_TASK INPUTS_
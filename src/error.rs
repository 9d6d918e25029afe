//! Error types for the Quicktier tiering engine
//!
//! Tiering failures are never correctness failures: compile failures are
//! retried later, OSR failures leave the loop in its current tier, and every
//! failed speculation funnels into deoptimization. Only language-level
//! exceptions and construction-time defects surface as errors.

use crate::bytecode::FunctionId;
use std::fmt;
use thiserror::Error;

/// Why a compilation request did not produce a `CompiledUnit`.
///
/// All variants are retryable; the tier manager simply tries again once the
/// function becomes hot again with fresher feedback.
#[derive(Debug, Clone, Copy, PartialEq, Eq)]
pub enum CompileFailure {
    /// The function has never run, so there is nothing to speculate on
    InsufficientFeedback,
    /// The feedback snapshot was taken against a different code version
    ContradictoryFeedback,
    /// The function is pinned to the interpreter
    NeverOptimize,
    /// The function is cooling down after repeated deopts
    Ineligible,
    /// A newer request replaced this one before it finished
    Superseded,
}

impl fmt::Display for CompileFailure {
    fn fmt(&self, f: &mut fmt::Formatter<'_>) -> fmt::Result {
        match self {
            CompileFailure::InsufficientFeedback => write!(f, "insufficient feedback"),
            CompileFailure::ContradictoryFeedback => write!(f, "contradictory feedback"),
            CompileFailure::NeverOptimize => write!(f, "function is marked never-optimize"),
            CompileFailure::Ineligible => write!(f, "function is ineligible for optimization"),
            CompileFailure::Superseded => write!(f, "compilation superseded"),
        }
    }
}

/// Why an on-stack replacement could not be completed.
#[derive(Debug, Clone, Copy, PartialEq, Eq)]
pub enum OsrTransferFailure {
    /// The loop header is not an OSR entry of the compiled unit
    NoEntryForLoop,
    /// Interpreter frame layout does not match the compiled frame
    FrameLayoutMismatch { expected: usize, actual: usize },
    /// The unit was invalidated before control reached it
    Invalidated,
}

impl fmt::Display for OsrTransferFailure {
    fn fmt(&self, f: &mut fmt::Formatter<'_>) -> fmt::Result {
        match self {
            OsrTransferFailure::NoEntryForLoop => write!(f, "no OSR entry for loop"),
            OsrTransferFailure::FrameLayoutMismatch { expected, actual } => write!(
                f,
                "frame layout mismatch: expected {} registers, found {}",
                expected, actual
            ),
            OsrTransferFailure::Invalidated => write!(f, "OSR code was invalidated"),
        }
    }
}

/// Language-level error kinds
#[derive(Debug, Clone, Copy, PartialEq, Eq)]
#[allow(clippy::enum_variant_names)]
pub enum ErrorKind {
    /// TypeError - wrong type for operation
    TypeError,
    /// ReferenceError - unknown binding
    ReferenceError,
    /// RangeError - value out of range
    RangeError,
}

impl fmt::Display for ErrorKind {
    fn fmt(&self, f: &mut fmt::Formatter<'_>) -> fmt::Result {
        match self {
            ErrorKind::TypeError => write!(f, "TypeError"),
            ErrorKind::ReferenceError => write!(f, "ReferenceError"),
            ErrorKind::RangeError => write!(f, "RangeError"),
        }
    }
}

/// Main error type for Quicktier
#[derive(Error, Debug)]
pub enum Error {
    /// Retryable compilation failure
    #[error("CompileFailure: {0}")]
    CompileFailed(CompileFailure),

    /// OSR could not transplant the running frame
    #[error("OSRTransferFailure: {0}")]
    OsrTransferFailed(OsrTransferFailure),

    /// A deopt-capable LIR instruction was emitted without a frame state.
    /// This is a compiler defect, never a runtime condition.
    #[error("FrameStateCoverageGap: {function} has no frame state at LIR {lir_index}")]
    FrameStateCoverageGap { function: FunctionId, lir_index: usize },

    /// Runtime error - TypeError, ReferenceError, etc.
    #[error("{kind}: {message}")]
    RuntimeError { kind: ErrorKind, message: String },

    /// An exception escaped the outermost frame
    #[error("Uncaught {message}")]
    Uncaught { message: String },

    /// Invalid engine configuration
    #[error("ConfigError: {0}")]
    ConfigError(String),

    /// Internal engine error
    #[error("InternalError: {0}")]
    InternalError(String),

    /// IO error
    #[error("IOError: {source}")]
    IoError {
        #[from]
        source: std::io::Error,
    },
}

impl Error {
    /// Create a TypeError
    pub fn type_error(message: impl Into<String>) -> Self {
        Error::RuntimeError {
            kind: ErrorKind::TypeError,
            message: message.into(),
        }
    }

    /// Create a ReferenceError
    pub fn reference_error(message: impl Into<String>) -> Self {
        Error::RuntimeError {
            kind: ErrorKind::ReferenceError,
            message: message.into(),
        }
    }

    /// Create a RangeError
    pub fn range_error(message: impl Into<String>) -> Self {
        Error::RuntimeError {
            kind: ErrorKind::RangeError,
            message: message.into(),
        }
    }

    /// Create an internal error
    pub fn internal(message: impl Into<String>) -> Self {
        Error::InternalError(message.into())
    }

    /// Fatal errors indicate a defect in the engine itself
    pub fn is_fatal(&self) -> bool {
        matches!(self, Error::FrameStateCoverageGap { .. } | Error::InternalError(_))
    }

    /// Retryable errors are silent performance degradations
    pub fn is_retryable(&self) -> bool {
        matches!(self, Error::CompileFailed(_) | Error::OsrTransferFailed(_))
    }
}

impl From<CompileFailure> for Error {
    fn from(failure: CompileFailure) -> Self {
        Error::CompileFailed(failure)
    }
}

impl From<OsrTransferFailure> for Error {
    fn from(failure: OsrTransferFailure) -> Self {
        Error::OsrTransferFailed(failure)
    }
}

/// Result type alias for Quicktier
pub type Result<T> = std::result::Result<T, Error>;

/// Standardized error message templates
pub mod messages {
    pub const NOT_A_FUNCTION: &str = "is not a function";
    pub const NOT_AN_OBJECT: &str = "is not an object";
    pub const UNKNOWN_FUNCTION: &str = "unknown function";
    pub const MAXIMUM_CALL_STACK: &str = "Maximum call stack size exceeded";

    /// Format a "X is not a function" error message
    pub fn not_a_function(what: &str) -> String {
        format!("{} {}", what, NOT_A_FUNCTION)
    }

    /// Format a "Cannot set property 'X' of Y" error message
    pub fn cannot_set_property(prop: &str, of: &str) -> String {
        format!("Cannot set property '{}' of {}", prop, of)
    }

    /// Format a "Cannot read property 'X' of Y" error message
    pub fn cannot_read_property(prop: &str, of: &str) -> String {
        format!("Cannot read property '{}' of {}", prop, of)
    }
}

_PROBLEM TO SOLVE_
Reproduce exactly the stretch of the material above that starts at the line with "pub fn range_error(message: impl" and ends at the line with "fn from(failure: CompileFailure)", both included, and nothing else.

_TASK SOLUTION_
    pub fn range_error(message: impl Into<String>) -> Self {
        Error::RuntimeError {
            kind: ErrorKind::RangeError,
            message: message.into(),
        }
    }

    /// Create an internal error
    pub fn internal(message: impl Into<String>) -> Self {
        Error::InternalError(message.into())
    }

    /// Fatal errors indicate a defect in the engine itself
    pub fn is_fatal(&self) -> bool {
        matches!(self, Error::FrameStateCoverageGap { .. } | Error::InternalError(_))
    }

    /// Retryable errors are silent performance degradations
    pub fn is_retryable(&self) -> bool {
        matches!(self, Error::CompileFailed(_) | Error::OsrTransferFailed(_))
    }
}

impl From<CompileFailure> for Error {
    fn from(failure: CompileFailure) -> Self {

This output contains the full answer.